I don’t know if I purposely missed actually posting anything yesterday or just don’t want to post it for some reason. There wasn’t anything embarassing in it, I assure you. But I wrote something a little dramatic for my taste.
So maybe that was one reason why I chose not to post it here. I can’t believe I still have this streak in me. Then again, that’s already part of me and it might take a while for me to get rid of.
If ever I’d be able to get rid of it…
Anyway, I should start with the posting of my journal from last night. Here goes:
FRIDAY; JANUARY 3, 2020
It’s TGIF! Or maybe not for me. In fact, I didn’t realize that it’s already Friday. I’m still thinking that it’s actually Thursday. Weird!
Anyway, I’m going to start listing here again tonight. Here goes:
⚜️I restarted my game in A3! once again. I really need to know what’s wrong with me to keep doing this. I would always have thought every time I would reset the game that it was going to be the last time I’d do it. But in the end, it’s futile.
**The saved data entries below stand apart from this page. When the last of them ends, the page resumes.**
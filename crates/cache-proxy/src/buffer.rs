//! The streaming cache core: an append-only byte log shared by one producer
//! and any number of concurrent readers.
//!
//! [`StreamBuffer`] accumulates bytes written by a single [`crate::fetcher::Fetcher`]
//! while any number of readers pull from it concurrently, some attaching before
//! the producer is done. Readers block on a condition variable until new bytes
//! (or a terminal state) are available, then release the lock before writing to
//! their own sink so the producer is never stalled behind slow client I/O.
//!
//! # Thread safety
//!
//! All mutable state lives behind one `Mutex`; `readers` is tracked separately
//! with an `AtomicUsize` so it can be inspected without taking the lock. The
//! mutex is never held across I/O: `append` copies into the buffer and returns;
//! `stream` releases the lock before writing to the sink and re-acquires it
//! before touching `size` again.

use std::io::{self, Write};
use std::sync::atomic::{AtomicUsize, Ordering};
use std::sync::{Condvar, Mutex};

/// Hard ceiling on a single buffer's content, in bytes (100 MiB).
pub const MAX_RESPONSE_SIZE: usize = 100 * 1024 * 1024;

/// Default starting capacity for a freshly created buffer (16 KiB).
pub const DEFAULT_INITIAL_CAPACITY: usize = 16 * 1024;

struct Inner {
    bytes: Vec<u8>,
    size: usize,
    complete: bool,
    error: bool,
}

impl Inner {
    fn has_pending_for(&self, sent: usize) -> bool {
        sent < self.size || self.complete || self.error
    }
}

/// An append-only byte log with latched completion/error state and a
/// wait/notify discipline for concurrent readers.
///
/// Construct with [`StreamBuffer::new`], append from a single producer thread
/// via [`StreamBuffer::append`], and terminate with exactly one of
/// [`StreamBuffer::complete`] or [`StreamBuffer::fail`]. Readers attach with
/// [`StreamBuffer::attach_reader`] and pull with [`StreamBuffer::stream`].
pub struct StreamBuffer {
    inner: Mutex<Inner>,
    cvar: Condvar,
    readers: AtomicUsize,
    max_response_size: usize,
}

/// RAII guard for an attached reader.
///
/// Holding a guard keeps [`StreamBuffer::reader_count`] incremented; dropping
/// it (including via an early return or panic unwind) decrements the count and
/// wakes anyone waiting on the buffer's condition variable, so readers never
/// need a manual decrement-on-every-exit-path.
pub struct ReaderGuard<'a> {
    buffer: &'a StreamBuffer,
}

impl Drop for ReaderGuard<'_> {
    fn drop(&mut self) {
        self.buffer.readers.fetch_sub(1, Ordering::AcqRel);
        // Under lock only to synchronize with waiters on the condvar; the
        // notify itself does not depend on any field this lock protects.
        let _guard = self.buffer.inner.lock().expect("StreamBuffer mutex poisoned");
        self.buffer.cvar.notify_all();
    }
}

impl StreamBuffer {
    /// Create an empty buffer with the given initial capacity and response
    /// ceiling. `initial_capacity` is clamped to `max_response_size`.
    pub fn new(initial_capacity: usize, max_response_size: usize) -> Self {
        let cap = initial_capacity.min(max_response_size);
        Self {
            inner: Mutex::new(Inner {
                bytes: Vec::with_capacity(cap),
                size: 0,
                complete: false,
                error: false,
            }),
            cvar: Condvar::new(),
            readers: AtomicUsize::new(0),
            max_response_size,
        }
    }

    /// Create a buffer using the library defaults (16 KiB initial capacity,
    /// 100 MiB ceiling).
    pub fn with_defaults() -> Self {
        Self::new(DEFAULT_INITIAL_CAPACITY, MAX_RESPONSE_SIZE)
    }

    /// Number of valid bytes currently appended.
    pub fn len(&self) -> usize {
        self.inner.lock().expect("StreamBuffer mutex poisoned").size
    }

    /// `true` if no bytes have been appended yet.
    pub fn is_empty(&self) -> bool {
        self.len() == 0
    }

    /// Current allocated capacity.
    pub fn capacity(&self) -> usize {
        self.inner.lock().expect("StreamBuffer mutex poisoned").bytes.capacity()
    }

    /// `true` once [`complete`](Self::complete) or [`fail`](Self::fail) has
    /// been called.
    pub fn is_complete(&self) -> bool {
        self.inner.lock().expect("StreamBuffer mutex poisoned").complete
    }

    /// `true` once [`fail`](Self::fail) (or an over-ceiling append) has
    /// latched the error state.
    pub fn is_error(&self) -> bool {
        self.inner.lock().expect("StreamBuffer mutex poisoned").error
    }

    /// Number of readers currently attached.
    pub fn reader_count(&self) -> usize {
        self.readers.load(Ordering::Acquire)
    }

    /// Producer-only. Appends `chunk`, growing capacity by doubling if
    /// needed. Returns `Ok(())` on success, or `Err(())` (having latched
    /// `error`) if the append would exceed the configured ceiling.
    pub fn append(&self, chunk: &[u8]) -> Result<(), ()> {
        let mut inner = self.inner.lock().expect("StreamBuffer mutex poisoned");
        let new_size = inner.size + chunk.len();
        if new_size > self.max_response_size {
            inner.error = true;
            inner.complete = true;
            self.cvar.notify_all();
            return Err(());
        }
        if new_size > inner.bytes.capacity() {
            let mut new_capacity = inner.bytes.capacity().max(1);
            while new_capacity < new_size {
                new_capacity *= 2;
            }
            new_capacity = new_capacity.min(self.max_response_size);
            // `reserve_exact` guarantees capacity >= len() + additional, not
            // >= capacity() + additional, so the reservation must be sized
            // relative to the current length, not the current capacity.
            let additional = new_capacity - inner.bytes.len();
            inner.bytes.reserve_exact(additional);
        }
        inner.bytes.extend_from_slice(chunk);
        inner.size = new_size;
        self.cvar.notify_all();
        Ok(())
    }

    /// Producer-only. Latches `complete`. Idempotent in practice because the
    /// `Fetcher` contract calls it at most once.
    pub fn complete(&self) {
        let mut inner = self.inner.lock().expect("StreamBuffer mutex poisoned");
        inner.complete = true;
        self.cvar.notify_all();
    }

    /// Producer-only, idempotent. Latches both `error` and `complete` so
    /// waiting readers are released.
    pub fn fail(&self) {
        let mut inner = self.inner.lock().expect("StreamBuffer mutex poisoned");
        inner.error = true;
        inner.complete = true;
        self.cvar.notify_all();
    }

    /// Attach a reader, returning an RAII guard that detaches on drop.
    pub fn attach_reader(&self) -> ReaderGuard<'_> {
        self.readers.fetch_add(1, Ordering::AcqRel);
        ReaderGuard { buffer: self }
    }

    /// Write the entire currently-valid prefix `[0, size)` to `sink` under
    /// the buffer lock. Used for the "hit, complete, no error" fast path
    /// where `size` is frozen and a single locked write is cheaper than the
    /// wait/release/reacquire dance in [`stream`](Self::stream).
    pub fn write_complete_snapshot<W: Write>(&self, sink: &mut W) -> io::Result<()> {
        let inner = self.inner.lock().expect("StreamBuffer mutex poisoned");
        sink.write_all(&inner.bytes[..inner.size])
    }

    /// Reader-side pull. Drains bytes to `sink` as they become available,
    /// blocking on the condition variable between chunks, until either the
    /// producer completes successfully, the buffer latches an error, or the
    /// sink reports a write failure.
    ///
    /// The buffer lock is held only while inspecting/advancing state; it is
    /// released for the duration of every write to `sink`.
    pub fn stream<W: Write>(&self, _reader: &ReaderGuard<'_>, sink: &mut W) -> io::Result<()> {
        let mut sent = 0usize;
        loop {
            let mut inner = self.inner.lock().expect("StreamBuffer mutex poisoned");
            while !inner.has_pending_for(sent) {
                inner = self.cvar.wait(inner).expect("StreamBuffer mutex poisoned");
            }

            if inner.error && sent >= inner.size {
                return Ok(());
            }

            while sent < inner.size {
                let end = inner.size;
                // Release the lock before touching the sink: the producer
                // must never stall behind a slow client.
                drop(inner);
                let to_write = {
                    // Re-lock only long enough to snapshot the slice range;
                    // bytes [0, size) are immutable once written, so this
                    // slice is stable even though we copy it out to avoid
                    // holding the lock across the write.
                    let guard = self.inner.lock().expect("StreamBuffer mutex poisoned");
                    guard.bytes[sent..end].to_vec()
                };
                sink.write_all(&to_write)?;
                inner = self.inner.lock().expect("StreamBuffer mutex poisoned");
                sent += to_write.len();
            }

            if inner.complete && sent >= inner.size {
                return Ok(());
            }
            drop(inner);
        }
    }
}
use std::sync::Arc;

use clap::Parser;
use tracing_subscriber::EnvFilter;

use cache_proxy::{Config, Server, TcpFetcher};

/// Run the caching HTTP forward proxy.
#[derive(Parser, Debug)]
#[command(name = "cache-proxy", about = "Concurrent caching HTTP forward proxy")]
struct Args {
    /// TCP port to listen on
    #[arg(long)]
    port: Option<u16>,

    /// Maximum number of distinct URLs held in the cache
    #[arg(long)]
    max_cache_size: Option<usize>,

    /// Per-response ceiling in bytes
    #[arg(long)]
    max_response_size: Option<usize>,

    /// Cache entry time-to-live in seconds
    #[arg(long)]
    cache_ttl_secs: Option<u64>,

    /// listen() backlog
    #[arg(long)]
    backlog: Option<i32>,
}

fn main() -> std::io::Result<()> {
    tracing_subscriber::fmt()
        .with_env_filter(EnvFilter::try_from_default_env().unwrap_or_else(|_| EnvFilter::new("info")))
        .init();

    let args = Args::parse();
    let mut config = Config::from_env();
    if let Some(port) = args.port {
        config.port = port;
    }
    if let Some(n) = args.max_cache_size {
        config.max_cache_size = n;
    }
    if let Some(n) = args.max_response_size {
        config.max_response_size = n;
    }
    if let Some(secs) = args.cache_ttl_secs {
        config.cache_ttl = std::time::Duration::from_secs(secs);
    }
    if let Some(backlog) = args.backlog {
        config.listen_backlog = backlog;
    }

    let server = Server::bind(&config, Arc::new(TcpFetcher))?;
    server.serve();
}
⚜️I did go out today and accompanied my sister to the market. Not to mention, I also had a few errands to do. Bad news, I went out with only coffee and Dewberry as my stomach contents. So let’s say I was hungry the whole time, until I decided to buy donuts and my sister treating me with siomai.
⚜️While I was taking a half-bath a while ago, I was actually thinking of writing a blog entry about the things I did for the first time back in 2019. I also wanted to write down the things I said I’d do in 2019, but never did in the end. But I had a feeling that it would ruin the whole good vibes of my initial intent for writing the entry. Or maybe not.
⚜️I still haven’t written any story since that last update yesterday. But I’m still itching to do that “friends to lovers” trope I’ve been thinking. It’s just a short one. This was actually inspired (or at least similar) to those “Kuwentong Jollibee” types of short films. And this particular story I’ve been itching to write since yesterday (or maybe the day before that?) is titled “Tagpuan”. Why? I think I should let the story speak to itself.
So that’s how my day went and the significant thoughts that went with them. They’re still pretty weird, if you ask me. But hey, that makes up the real me. Right now, I think it’s better to end this entry here. Good night. 🤗💞
NP: “Sana” by Shamrock
As I’m typing this entry down, I’m not really sure what had gotten into me to watch Youtube videos about journaling. In fact, last night, I watched a few videos about bullet journals that I said I’d try to do. But I had this thought that I might not be able to accomplish doing anything using it.
I know. It’s just me.
But for now, I know I’ll stick with journaling and post some of them (maybe even the dramatic ones) on this blog. I can’t really pinpoint why, but I had this feeling that something unexpected will happen if I do so.